• **WHAT TO PRODUCE**:
Across the entries below, how many lines contain the string "NfcValidationResponse"? Give only the count.
○ ○ ○
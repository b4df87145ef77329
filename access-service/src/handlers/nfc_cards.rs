use axum::{
    extract::{Path, Query, State},
    http::StatusCode,
    Json,
};
use serde::Deserialize;
use tracing::warn;

use crate::dtos::credentials::{
    CreateNfcCardRequest, NfcRegistrationRequest, NfcValidationResponse, UpdateNfcCardRequest,
    ValidateNfcRequest,
};
use crate::error::AppError;
use crate::models::{AccessType, NewLog, NfcCard};
use crate::services::messages::OutboundMessage;
use crate::services::validation;
use crate::utils::ValidatedJson;
use crate::{AppState, PRIMARY_DEVICE_ID};

#[derive(Debug, Deserialize)]
pub struct CardListQuery {
    pub id_user: Option<i64>,
}

pub async fn create_card(
    State(state): State<AppState>,
    ValidatedJson(payload): ValidatedJson<CreateNfcCardRequest>,
) -> Result<(StatusCode, Json<NfcCard>), AppError> {
    let user = state
        .db
        .find_user_by_id(payload.id_user)
        .await?
        .ok_or_else(|| AppError::NotFound(anyhow::anyhow!("User not found")))?;

    let card = state
        .db
        .create_nfc_card(&payload.card_uid, user.id, &payload.card_name, payload.status)
        .await?;

    state
        .db
        .append_log(
            NewLog::new(
                PRIMARY_DEVICE_ID,
                AccessType::Remote,
                format!("NFC card registered: {}", card.card_name),
            )
            .with_user(user.id),
        )
        .await?;

    Ok((StatusCode::CREATED, Json(card)))
}

pub async fn list_cards(
    State(state): State<AppState>,
    Query(query): Query<CardListQuery>,
) -> Result<Json<Vec<NfcCard>>, AppError> {
    let cards = state.db.list_nfc_cards(query.id_user).await?;
    Ok(Json(cards))
}

pub async fn get_card(
    State(state): State<AppState>,
    Path(id): Path<i64>,
) -> Result<Json<NfcCard>, AppError> {
    let card = state
        .db
        .find_nfc_card_by_id(id)
        .await?
        .ok_or_else(|| AppError::NotFound(anyhow::anyhow!("NFC card not found")))?;
    Ok(Json(card))
}

pub async fn update_card(
    State(state): State<AppState>,
    Path(id): Path<i64>,
    ValidatedJson(payload): ValidatedJson<UpdateNfcCardRequest>,
) -> Result<Json<NfcCard>, AppError> {
    let card = state
        .db
        .update_nfc_card(id, payload.card_name.as_deref(), payload.status)
        .await?;
    Ok(Json(card))
}

pub async fn delete_card(
    State(state): State<AppState>,
    Path(id): Path<i64>,
) -> Result<StatusCode, AppError> {
    state.db.delete_nfc_card(id).await?;
    Ok(StatusCode::NO_CONTENT)
}

/// Unauthenticated validation endpoint hit by the reader hardware.
/// A rejected credential is a normal outcome, not an HTTP error.
pub async fn validate_card(
    State(state): State<AppState>,
    Json(payload): Json<ValidateNfcRequest>,
) -> Result<Json<NfcValidationResponse>, AppError> {
    let result =
        validation::validate_nfc(&state.db, &state.registry, &state.whatsapp, &payload.card_uid)
            .await?;
    Ok(Json(result))
}

/// Put the primary device's reader into enrollment mode. The device replies
/// over its channel with `nfc_card_registered` once a card is presented.
pub async fn register_card(
    State(state): State<AppState>,
    ValidatedJson(payload): ValidatedJson<NfcRegistrationRequest>,
) -> Result<Json<serde_json::Value>, AppError> {
    let user = state
        .db
        .find_user_by_id(payload.user_id)
        .await?
        .ok_or_else(|| AppError::NotFound(anyhow::anyhow!("User not found")))?;

    let delivered = state.registry.send_to_device(
        PRIMARY_DEVICE_ID,
        &OutboundMessage::NfcRegistration {
            user_id: user.id,
            user_name: user.name.clone(),
            card_name: payload.card_name.clone(),
            message: "Present the card to the reader".to_string(),
        },
    );

    if !delivered {
        warn!(user_id = user.id, "Card enrollment requested while reader offline");
        return Err(AppError::InternalError(anyhow::anyhow!(
            "Reader device is not connected"
        )));
    }

    Ok(Json(serde_json::json!({
        "success": true,
        "message": "Reader waiting for card"
    })))
}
○ ○ ○
• **ANSWER FOR THE TASK**:
2